Integral Help exp (-x)/x with 0 to t limits

[piyush]

I am trying to get this integral but no clues about how to proceed
\int exp(-x)/x dx

with limits from 0 to t ( any real number, non infinity)

I know of the limits are from t to infinity, there is a standard integral known as Ei(x). please help/share ideas in solving this!


Regards and Thanks

Piyush

[meister]

Mathematica doesn't like it, it tosses Ei[-x] back at me, whatever that is. Not sure if there's an analytical solution.

[Zurtex]

I'm not sure it is valid at x=0. If we looks at the infinite series:

\frac{e^{-x}}{x} = \frac{1}{x} - \sum_{n=0}^{\infty} (-1)^n\frac{x^n}{(n+1)!}

Therefore:

\int \frac{e^{-x}}{x} dx = \ln x - \sum_{n=0}^{\infty} (-1)^{n}\frac{x^{n+1}}{(n+1)!*(n+1)} + C

This is clearly not valid for x = 0, which kind of makes sense as e^{-x}/x is not valid at x = 0.

[Gokul43201]

Since 1/x is non-integrable in any interval that includes 0 (and exp(0)=1) since the integral diverges, so would be (1/x)*exp(-x).

ie. the integral diverges to infinity.

[piyush]

Thanks guys: I have a few questions on this:

1. If I integrate within limits say 0.001 to t, is it going to introduce a lot of error in subsequent calculations that i carry out?

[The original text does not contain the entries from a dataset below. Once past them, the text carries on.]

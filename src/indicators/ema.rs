//! Exponential Moving Average (EMA) indicator.
//!
//! The Exponential Moving Average weights recent prices more heavily than a
//! Simple Moving Average, so it responds faster to price changes.
//!
//! # Algorithm
//!
//! O(n) iterative recurrence:
//!
//! 1. The first valid EMA value (at index `window - 1`) is the SMA of the
//!    first `window` elements
//! 2. Subsequent values use `EMA[i] = w × Price[i] + (1 - w) × EMA[i-1]`
//!    where `w = smoothing / (window + 1)`
//!
//! The default smoothing factor is 2.0, giving the standard
//! `w = 2 / (window + 1)`. [`ema_with_smoothing`] exposes the factor for
//! callers that want a heavier or lighter weighting of recent data.
//!
//! # Formula
//!
//! ```text
//! EMA[0..window-2] = NaN (insufficient lookback)
//! EMA[window-1]    = SMA(data[0..window])
//! EMA[i]           = w × Price[i] + (1 - w) × EMA[i-1]
//! ```
//!
//! # Example
//!
//! ```
//! use streakline::indicators::{ema, ema_with_smoothing};
//!
//! let data = vec![1.0_f64, 2.0, 3.0, 4.0, 5.0];
//!
//! // Standard smoothing factor of 2.0: w = 2/(3+1) = 0.5
//! let result = ema(&data, 3).unwrap();
//! assert!(result[1].is_nan());
//! assert!((result[2] - 2.0).abs() < 1e-10); // SMA seed
//! assert!((result[3] - 3.0).abs() < 1e-10);
//!
//! // Custom smoothing factor
//! let heavy = ema_with_smoothing(&data, 3, 3.0).unwrap();
//! assert!((heavy[3] - 3.5).abs() < 1e-10); // w = 3/4
//! ```

use crate::error::{Error, Result};
use crate::traits::{validate_window, SeriesElement};

/// Returns the lookback period for EMA.
///
/// The lookback is the number of NaN values at the start of the output.
#[inline]
#[must_use]
pub const fn ema_lookback(window: usize) -> usize {
    if window == 0 {
        0
    } else {
        window - 1
    }
}

/// Returns the minimum input length required for EMA.
#[inline]
#[must_use]
pub const fn ema_min_len(window: usize) -> usize {
    window
}

/// Computes the Exponential Moving Average with the standard smoothing
/// factor of 2.0 (`w = 2 / (window + 1)`).
///
/// # Arguments
///
/// * `data` - The input price series
/// * `window` - The number of periods for the EMA calculation
///
/// # Returns
///
/// A `Result` containing a `Vec<T>` the same length as the input. The first
/// `window - 1` values are NaN.
///
/// # Errors
///
/// Returns [`Error::Parameter`](crate::error::Error::Parameter) if `window`
/// is zero or exceeds the series length.
///
/// # Performance
///
/// O(n) time, O(n) space for the output vector. The recurrence is iterative;
/// no point is ever re-derived from its whole window.
#[must_use = "this returns a Result with the EMA values, which should be used"]
pub fn ema<T: SeriesElement>(data: &[T], window: usize) -> Result<Vec<T>> {
    ema_with_smoothing(data, window, T::two())
}

/// Computes the Exponential Moving Average with a caller-supplied smoothing
/// factor (`w = smoothing / (window + 1)`).
///
/// # Arguments
///
/// * `data` - The input price series
/// * `window` - The number of periods for the initial SMA seed
/// * `smoothing` - The smoothing factor; 2.0 is the standard choice
///
/// # Errors
///
/// Returns [`Error::Parameter`](crate::error::Error::Parameter) if:
/// - `smoothing` is not greater than zero (NaN included)
/// - `window` is zero or exceeds the series length
#[must_use = "this returns a Result with the EMA values, which should be used"]
pub fn ema_with_smoothing<T: SeriesElement>(
    data: &[T],
    window: usize,
    smoothing: T,
) -> Result<Vec<T>> {
    if smoothing.is_nan() || smoothing <= T::zero() {
        return Err(Error::Parameter {
            name: "smoothing",
            value: smoothing.to_f64().unwrap_or(f64::NAN),
            constraint: "must be greater than 0".to_string(),
        });
    }
    validate_window(data, window)?;

    let alpha = smoothing / T::from_usize(window + 1);
    let one_minus_alpha = T::one() - alpha;

    let mut out = vec![T::nan(); data.len()];

    // SMA seed over the first window
    let mut sum = T::zero();
    let mut seed_has_nan = false;
    for &value in data.iter().take(window) {
        if value.is_nan() {
            seed_has_nan = true;
        } else {
            sum = sum + value;
        }
    }

    let mut prev = if seed_has_nan {
        T::nan()
    } else {
        let seed = sum / T::from_usize(window);
        out[window - 1] = seed;
        seed
    };

    // EMA[i] = w × Price[i] + (1 - w) × EMA[i-1]
    for i in window..data.len() {
        let value = data[i];
        if prev.is_nan() || value.is_nan() {
            prev = T::nan();
        } else {
            prev = alpha * value + one_minus_alpha * prev;
            out[i] = prev;
        }
    }

    Ok(out)
}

2. Actually I am trying to obtain this integral


\int f(r,x)dx with limits 0 to t
where f(r,x) is the Laplacian inverse of F(r, s) where F(r,s) is

\frac{K_{o}(r\sqrt{s})}{\sqrt{s}K_{1}(\sqrt{s})}

Ko and K1 are modified Bessel functions of zero and first order
Some simplifications resulted in the integral that I had put initially..

Can anyone please suggest a way out?

[kuahji]

If we know t>0 then what is the best way to integrate this problem, without computer help?